Most non-urban centres left out

At this juncture, enhancing the number of surveillance sites is a critical aspect to marking and following the trail of AMR in India, experts point out. They contend, that currently, while the network is steadily expanding, there is still no exhaustive dataset for India as a whole, representative of the wide variance in the country.

Surveillance sites are located largely in urban centres and tertiary care centres, and may drive up the average as the bulk of the non-urban centres are not even accounted for. The urgent need now is to expand the surveillance network in a manner that will provide a reasonably accurate position of community prevalence of AMR in India.

India’s National AMR surveillance network (NARS-Net), which provides data to the World Health Organization’s Global Antimicrobial Resistance and Use Surveillance System (GLASS), currently stands at 60 sentinel medical college laboratories.

However, for the recent GLASS report (reporting period January to December 2023), information was gathered from 41 sites in 31 States/Union Territories. NARS-Net was established in 2013 to determine the magnitude and trends of AMR in different geographical regions of the country, and laboratories under this network include government medical colleges. These labs are required to submit AMR surveillance data on nine priority bacterial pathogens of ‘public health importance’ and some fungal pathogens as well.

‘Include private hospitals’

Recently, in a letter to the Director of the National Centre for Disease Control, Professor, (Dr.) Ranjan Das, the nodal agency for AMR surveillance in the country, Dr. Abdul Ghafur, of the Chennai Declaration on AMR and an infectious diseases specialist, said, “… the only credible approach is to present true national data — data not limited to tertiary care hospitals, but inclusive of secondary and primary care centres across the country. If such data are included, the national resistance picture will naturally be more balanced and representative.” He also makes the case for including private hospitals in the network too.

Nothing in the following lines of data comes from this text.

use std::fmt;

use serde::{Deserialize, Serialize};

/// Native column types understood by executors.
#[derive(Debug, Clone, Copy, PartialEq, Eq, Hash, Serialize, Deserialize)]
pub enum ColumnType {
    Boolean,
    TinyInt,
    SmallInt,
    Integer,
    BigInt,
    Real,
    Double,
    Text,
    Blob,
}

impl fmt::Display for ColumnType {
    fn fmt(&self, f: &mut fmt::Formatter<'_>) -> fmt::Result {
        let name = match self {
            ColumnType::Boolean => "BOOLEAN",
            ColumnType::TinyInt => "TINYINT",
            ColumnType::SmallInt => "SMALLINT",
            ColumnType::Integer => "INTEGER",
            ColumnType::BigInt => "BIGINT",
            ColumnType::Real => "REAL",
            ColumnType::Double => "DOUBLE",
            ColumnType::Text => "TEXT",
            ColumnType::Blob => "BLOB",
        };
        f.write_str(name)
    }
}

/// A bound argument or fetched column value.
#[derive(Debug, Clone, PartialEq, Serialize, Deserialize)]
pub enum SqlValue {
    Null,
    Boolean(bool),
    TinyInt(i8),
    SmallInt(i16),
    Integer(i32),
    BigInt(i64),
    Real(f32),
    Double(f64),
    Text(String),
    Blob(Vec<u8>),
}

impl SqlValue {
    pub fn is_null(&self) -> bool {
        matches!(self, SqlValue::Null)
    }

    /// Column type of a non-null value.
    pub fn column_type(&self) -> Option<ColumnType> {
        Some(match self {
            SqlValue::Null => return None,
            SqlValue::Boolean(_) => ColumnType::Boolean,
            SqlValue::TinyInt(_) => ColumnType::TinyInt,
            SqlValue::SmallInt(_) => ColumnType::SmallInt,
            SqlValue::Integer(_) => ColumnType::Integer,
            SqlValue::BigInt(_) => ColumnType::BigInt,
            SqlValue::Real(_) => ColumnType::Real,
            SqlValue::Double(_) => ColumnType::Double,
            SqlValue::Text(_) => ColumnType::Text,
            SqlValue::Blob(_) => ColumnType::Blob,
        })
    }

    /// Appends a tagged, length-prefixed encoding of the value.
    ///
    /// Distinct values always produce distinct byte strings, and a sequence
    /// of encodings can be split back unambiguously.
    pub fn encode_into(&self, out: &mut Vec<u8>) {
        match self {
            SqlValue::Null => out.push(0),
            SqlValue::Boolean(v) => out.extend_from_slice(&[1, *v as u8]),
            SqlValue::TinyInt(v) => {
                out.push(2);
                out.extend_from_slice(&v.to_be_bytes());
            }
            SqlValue::SmallInt(v) => {
                out.push(3);
                out.extend_from_slice(&v.to_be_bytes());
            }
            SqlValue::Integer(v) => {
                out.push(4);
                out.extend_from_slice(&v.to_be_bytes());
            }
            SqlValue::BigInt(v) => {
                out.push(5);
                out.extend_from_slice(&v.to_be_bytes());
            }
            SqlValue::Real(v) => {
                out.push(6);
                out.extend_from_slice(&v.to_bits().to_be_bytes());
            }
            SqlValue::Double(v) => {
                out.push(7);
                out.extend_from_slice(&v.to_bits().to_be_bytes());
            }
            SqlValue::Text(v) => {
                out.push(8);
                out.extend_from_slice(&(v.len() as u64).to_be_bytes());
                out.extend_from_slice(v.as_bytes());
            }
            SqlValue::Blob(v) => {
                out.push(9);
                out.extend_from_slice(&(v.len() as u64).to_be_bytes());
                out.extend_from_slice(v);
            }
        }
    }
}

impl fmt::Display for SqlValue {
    fn fmt(&self, f: &mut fmt::Formatter<'_>) -> fmt::Result {
        match self {
            SqlValue::Null => f.write_str("NULL"),
            SqlValue::Boolean(v) => write!(f, "{}", v),
            SqlValue::TinyInt(v) => write!(f, "{}", v),
            SqlValue::SmallInt(v) => write!(f, "{}", v),
            SqlValue::Integer(v) => write!(f, "{}", v),
            SqlValue::BigInt(v) => write!(f, "{}", v),
            SqlValue::Real(v) => write!(f, "{}", v),
            SqlValue::Double(v) => write!(f, "{}", v),
            SqlValue::Text(v) => write!(f, "'{}'", v),
            SqlValue::Blob(v) => write!(f, "<{} bytes>", v.len()),
        }
    }
}

#[cfg(test)]
mod tests {
    use super::*;
    use ntest::timeout;

    fn encoded(values: &[SqlValue]) -> Vec<u8> {
        let mut out = Vec::new();
        for value in values {
            value.encode_into(&mut out);
        }
        out
    }

    #[timeout(1000)]
    #[test]
    fn test_encoding_separates_values() {
        assert_ne!(
            encoded(&[SqlValue::Text("ab".into()), SqlValue::Text("c".into())]),
            encoded(&[SqlValue::Text("a".into()), SqlValue::Text("bc".into())])
        );
        assert_ne!(
            encoded(&[SqlValue::Integer(1)]),
            encoded(&[SqlValue::BigInt(1)])
        );
        assert_ne!(encoded(&[SqlValue::Null]), encoded(&[SqlValue::Boolean(false)]));
        assert_eq!(
            encoded(&[SqlValue::BigInt(258)]),
            vec![5, 0, 0, 0, 0, 0, 0, 1, 2]
        );
    }
}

The 2015 WHO Global Plan on AMR recommended a blueprint addressing five objectives: raising awareness, strengthening surveillance and research, reducing infections, optimising antimicrobial use, and ensuring sustainable investment in new medicines, diagnostics and vaccines. Mr. Modi’s speech will increase awareness, something that is essential, but expanding the surveillance network for AMR is a critical function that will require investments, strategies, monitoring and enforcement and as much political will.